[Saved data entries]

********************

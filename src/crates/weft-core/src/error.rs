//! Error types for graph construction and execution
//!
//! All failures surface through [`GraphError`] with enough context - thread
//! id, step, node id - to diagnose and retry. The engine performs no
//! automatic retries: a failed invocation leaves the last good checkpoint
//! untouched, and retry policy is layered above this crate by the caller.

use crate::state::StateError;
use thiserror::Error;

/// Convenience result type using [`GraphError`]
pub type Result<T> = std::result::Result<T, GraphError>;

/// Errors raised while building, compiling, or executing a graph
#[derive(Error, Debug)]
pub enum GraphError {
    /// Graph structure validation failed at compile time; the graph never
    /// runs
    #[error("Graph validation failed: {0}")]
    Validation(String),

    /// A node's transform failed during execution
    ///
    /// The current step is aborted with no partial merge committed; the
    /// thread's last good checkpoint is preserved. Re-invoking the thread
    /// replays from that checkpoint.
    #[error("Node '{node}' failed at step {step} of thread '{thread_id}': {error}")]
    NodeExecution {
        /// Thread being executed
        thread_id: String,
        /// Step index that was executing
        step: u64,
        /// Node whose transform failed
        node: String,
        /// Error reported by the node
        error: String,
    },

    /// A conditional router returned a target outside its declared candidate
    /// set
    ///
    /// Fatal for this invocation, not for the thread - the checkpoint
    /// history up to the last good step is preserved.
    #[error(
        "Router at node '{node}' returned undeclared target '{returned}' \
         (step {step}, thread '{thread_id}')"
    )]
    Routing {
        /// Thread being executed
        thread_id: String,
        /// Step index that was executing
        step: u64,
        /// Node whose router misbehaved
        node: String,
        /// The undeclared target it returned
        returned: String,
    },

    /// A second `invoke` was issued for a thread that already has one in
    /// flight
    ///
    /// Surfaced immediately with no state mutation; per-thread execution is
    /// strictly serialized.
    #[error("Thread '{thread_id}' already has an invocation in flight")]
    ConcurrentInvocation {
        /// Thread that was double-invoked
        thread_id: String,
    },

    /// General execution error without node context
    #[error("Execution failed: {0}")]
    Execution(String),

    /// Caller-supplied input was not usable as state
    #[error("Invalid input: {0}")]
    InvalidInput(String),

    /// State management error outside any node's merge
    #[error("State error: {0}")]
    State(#[from] StateError),

    /// Checkpoint persistence error
    #[error("Checkpoint error: {0}")]
    Checkpoint(#[from] weft_checkpoint::CheckpointError),

    /// JSON serialization error
    #[error("Serialization error: {0}")]
    Serialization(#[from] serde_json::Error),
}

impl GraphError {
    /// Create a node execution error with full context
    pub fn node_execution(
        thread_id: impl Into<String>,
        step: u64,
        node: impl Into<String>,
        error: impl Into<String>,
    ) -> Self {
        Self::NodeExecution {
            thread_id: thread_id.into(),
            step,
            node: node.into(),
            error: error.into(),
        }
    }

    /// Create a routing error with full context
    pub fn routing(
        thread_id: impl Into<String>,
        step: u64,
        node: impl Into<String>,
        returned: impl Into<String>,
    ) -> Self {
        Self::Routing {
            thread_id: thread_id.into(),
            step,
            node: node.into(),
            returned: returned.into(),
        }
    }
}

#[cfg(test)]
mod tests {
    use super::*;

    #[test]
    fn test_node_execution_display() {
        let err = GraphError::node_execution("t1", 3, "llm", "connection refused");
        let message = err.to_string();
        assert!(message.contains("llm"));
        assert!(message.contains("step 3"));
        assert!(message.contains("t1"));
    }

    #[test]
    fn test_routing_display() {
        let err = GraphError::routing("t1", 2, "decide", "nowhere");
        let message = err.to_string();
        assert!(message.contains("decide"));
        assert!(message.contains("nowhere"));
    }

    #[test]
    fn test_checkpoint_error_converts() {
        let source = weft_checkpoint::CheckpointError::DuplicateStep {
            thread_id: "t1".to_string(),
            step: 4,
        };
        let err: GraphError = source.into();
        assert!(matches!(err, GraphError::Checkpoint(_)));
    }
}
//! Core checkpoint data structures for state persistence and resume
//!
//! This module defines [`Checkpoint`] - the durable record the execution
//! engine appends after every superstep - and [`RunStatus`], the status an
//! execution carries at the moment a snapshot is taken.
//!
//! # Record Layout
//!
//! A checkpoint captures everything needed to resume a thread from exactly
//! this point:
//!
//! ```text
//! Checkpoint
//!   ├─ id             unique identifier (uuid v4)
//!   ├─ thread_id      execution lineage this snapshot belongs to
//!   ├─ step           monotonically increasing step index (0 = initial input)
//!   ├─ state          full channel map at the end of the step
//!   ├─ pending_nodes  the node set scheduled to run next
//!   ├─ status         Running | Paused | Completed
//!   └─ ts             capture timestamp (UTC)
//! ```
//!
//! Checkpoints are immutable once written. A thread's checkpoints form an
//! append-only sequence, strictly increasing by `step`; the backends in this
//! crate reject violations with
//! [`DuplicateStep`](crate::error::CheckpointError::DuplicateStep) and
//! [`NonMonotonicStep`](crate::error::CheckpointError::NonMonotonicStep).
//!
//! # Examples
//!
//! ```rust
//! use weft_checkpoint::{Checkpoint, RunStatus};
//! use serde_json::json;
//! use std::collections::BTreeSet;
//!
//! let checkpoint = Checkpoint::new(
//!     "thread-1",
//!     0,
//!     json!({"log": []}),
//!     BTreeSet::from(["ingest".to_string()]),
//!     RunStatus::Running,
//! );
//!
//! assert_eq!(checkpoint.step, 0);
//! assert!(!checkpoint.is_terminal());
//! ```

use chrono::{DateTime, Utc};
use serde::{Deserialize, Serialize};
use std::collections::BTreeSet;
use uuid::Uuid;

/// Thread identifier - an opaque string naming one execution lineage
pub type ThreadId = String;

/// Execution status recorded in a checkpoint
///
/// `Failed` exists for completeness of the engine's state machine but never
/// appears in persisted history: a failed step commits nothing, so the last
/// good checkpoint keeps whatever status it had.
#[derive(Debug, Clone, Copy, Serialize, Deserialize, PartialEq, Eq)]
#[serde(rename_all = "lowercase")]
pub enum RunStatus {
    /// Execution is mid-flight; more supersteps follow
    Running,
    /// Execution paused at an interrupt point; resumable
    Paused,
    /// The terminal marker was reached; the thread is done
    Completed,
    /// A node or router failed; surfaced through errors, never persisted
    Failed,
}

/// Durable snapshot of a thread's state at the end of one superstep
///
/// The `state` field is the full channel map (a JSON object); `pending_nodes`
/// is the set of node ids scheduled for the next superstep, which is how a
/// resumed invocation knows where to pick up.
#[derive(Debug, Clone, Serialize, Deserialize)]
pub struct Checkpoint {
    /// Unique identifier for this snapshot
    pub id: String,

    /// Thread this checkpoint belongs to
    pub thread_id: ThreadId,

    /// Step index, strictly increasing per thread (0 = initial input)
    pub step: u64,

    /// Full channel map at the time of the snapshot
    pub state: serde_json::Value,

    /// Node ids scheduled to execute in the next superstep
    pub pending_nodes: BTreeSet<String>,

    /// Status the execution carried when this snapshot was taken
    pub status: RunStatus,

    /// Capture timestamp
    pub ts: DateTime<Utc>,
}

impl Checkpoint {
    /// Create a new checkpoint with a fresh id and current timestamp
    pub fn new(
        thread_id: impl Into<ThreadId>,
        step: u64,
        state: serde_json::Value,
        pending_nodes: BTreeSet<String>,
        status: RunStatus,
    ) -> Self {
        Self {
            id: Uuid::new_v4().to_string(),
            thread_id: thread_id.into(),
            step,
            state,
            pending_nodes,
            status,
            ts: Utc::now(),
        }
    }

    /// Whether this checkpoint marks the end of the thread's execution
    pub fn is_terminal(&self) -> bool {
        matches!(self.status, RunStatus::Completed)
    }

    /// Whether this checkpoint is resumable at an interrupt point
    pub fn is_paused(&self) -> bool {
        matches!(self.status, RunStatus::Paused)
    }
}

#[cfg(test)]
mod tests {
    use super::*;
    use serde_json::json;

    #[test]
    fn test_checkpoint_creation() {
        let pending = BTreeSet::from(["a".to_string(), "b".to_string()]);
        let checkpoint = Checkpoint::new(
            "thread-1",
            3,
            json!({"count": 7}),
            pending.clone(),
            RunStatus::Running,
        );

        assert_eq!(checkpoint.thread_id, "thread-1");
        assert_eq!(checkpoint.step, 3);
        assert_eq!(checkpoint.pending_nodes, pending);
        assert!(!checkpoint.is_terminal());
        assert!(!checkpoint.is_paused());
    }

    #[test]
    fn test_status_predicates() {
        let done = Checkpoint::new(
            "t",
            1,
            json!({}),
            BTreeSet::new(),
            RunStatus::Completed,
        );
        assert!(done.is_terminal());

        let paused = Checkpoint::new(
            "t",
            1,
            json!({}),
            BTreeSet::from(["approve".to_string()]),
            RunStatus::Paused,
        );
        assert!(paused.is_paused());
    }

    #[test]
    fn test_checkpoint_roundtrip() {
        let checkpoint = Checkpoint::new(
            "thread-1",
            2,
            json!({"log": ["a", "b"]}),
            BTreeSet::from(["__end__".to_string()]),
            RunStatus::Completed,
        );

        let encoded = serde_json::to_string(&checkpoint).unwrap();
        let decoded: Checkpoint = serde_json::from_str(&encoded).unwrap();

        assert_eq!(decoded.id, checkpoint.id);
        assert_eq!(decoded.step, checkpoint.step);
        assert_eq!(decoded.state, checkpoint.state);
        assert_eq!(decoded.pending_nodes, checkpoint.pending_nodes);
        assert_eq!(decoded.status, checkpoint.status);
    }
}
//! # weft-checkpoint - State Persistence for Graph Execution
//!
//! **Trait-based checkpoint abstractions and storage backends** for
//! persisting and restoring workflow graph execution state. Checkpoints make
//! execution durable: every superstep of a [`weft-core`] graph appends one
//! snapshot here, which is what enables crash recovery, pause/resume at
//! interrupt points, and append-only audit trails per thread.
//!
//! ## Core Concepts
//!
//! ### Checkpoints
//!
//! A [`Checkpoint`] is an immutable snapshot of one thread's execution at the
//! end of one superstep: the full channel map, the set of nodes scheduled to
//! run next, the execution [`RunStatus`], and a strictly increasing step
//! index. A thread's checkpoints form an append-only sequence - they are
//! never rewritten, only appended to.
//!
//! ### The CheckpointStore trait
//!
//! [`CheckpointStore`] is the narrow contract the engine persists through:
//!
//! - `put()` - append a checkpoint (rejects duplicate or backwards steps)
//! - `get_latest()` - most recent checkpoint for a thread
//! - `history()` - lazy, restartable stream of a thread's checkpoints
//! - `delete_thread()` - explicit caller-driven deletion
//!
//! ### Backends
//!
//! - [`MemoryCheckpointStore`] - thread-safe in-memory map; development and
//!   tests
//! - [`FileCheckpointStore`] - append-only JSON Lines log per thread;
//!   survives restarts
//! - Custom - implement [`CheckpointStore`] over any database or service
//!
//! ### Serialization
//!
//! Byte-oriented backends encode through [`SerializerProtocol`];
//! [`JsonSerializer`] is the default and [`BincodeSerializer`] offers a
//! compact binary alternative.
//!
//! ## Quick Start
//!
//! ```rust
//! use weft_checkpoint::{Checkpoint, CheckpointStore, MemoryCheckpointStore, RunStatus};
//! use serde_json::json;
//! use std::collections::BTreeSet;
//!
//! #[tokio::main]
//! async fn main() -> Result<(), Box<dyn std::error::Error>> {
//!     let store = MemoryCheckpointStore::new();
//!
//!     store
//!         .put(Checkpoint::new(
//!             "conversation-1",
//!             0,
//!             json!({"messages": []}),
//!             BTreeSet::from(["respond".to_string()]),
//!             RunStatus::Running,
//!         ))
//!         .await?;
//!
//!     let latest = store.get_latest("conversation-1").await?.unwrap();
//!     assert_eq!(latest.step, 0);
//!     Ok(())
//! }
//! ```
//!
//! [`weft-core`]: https://docs.rs/weft-core

pub mod checkpoint;
pub mod error;
pub mod file;
pub mod memory;
pub mod serializer;
pub mod traits;

pub use checkpoint::{Checkpoint, RunStatus, ThreadId};
pub use error::{CheckpointError, Result};
pub use file::FileCheckpointStore;
pub use memory::MemoryCheckpointStore;
pub use serializer::{BincodeSerializer, JsonSerializer, SerializerProtocol};
pub use traits::{CheckpointStore, CheckpointStream};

********************

WHAT THE EXERCISE ASKS
From the entries above, select each line containing the string "context".

OUTPUT FOR THIS TASK
//! All failures surface through [`GraphError`] with enough context - thread
    /// General execution error without node context
    /// Create a node execution error with full context
    /// Create a routing error with full context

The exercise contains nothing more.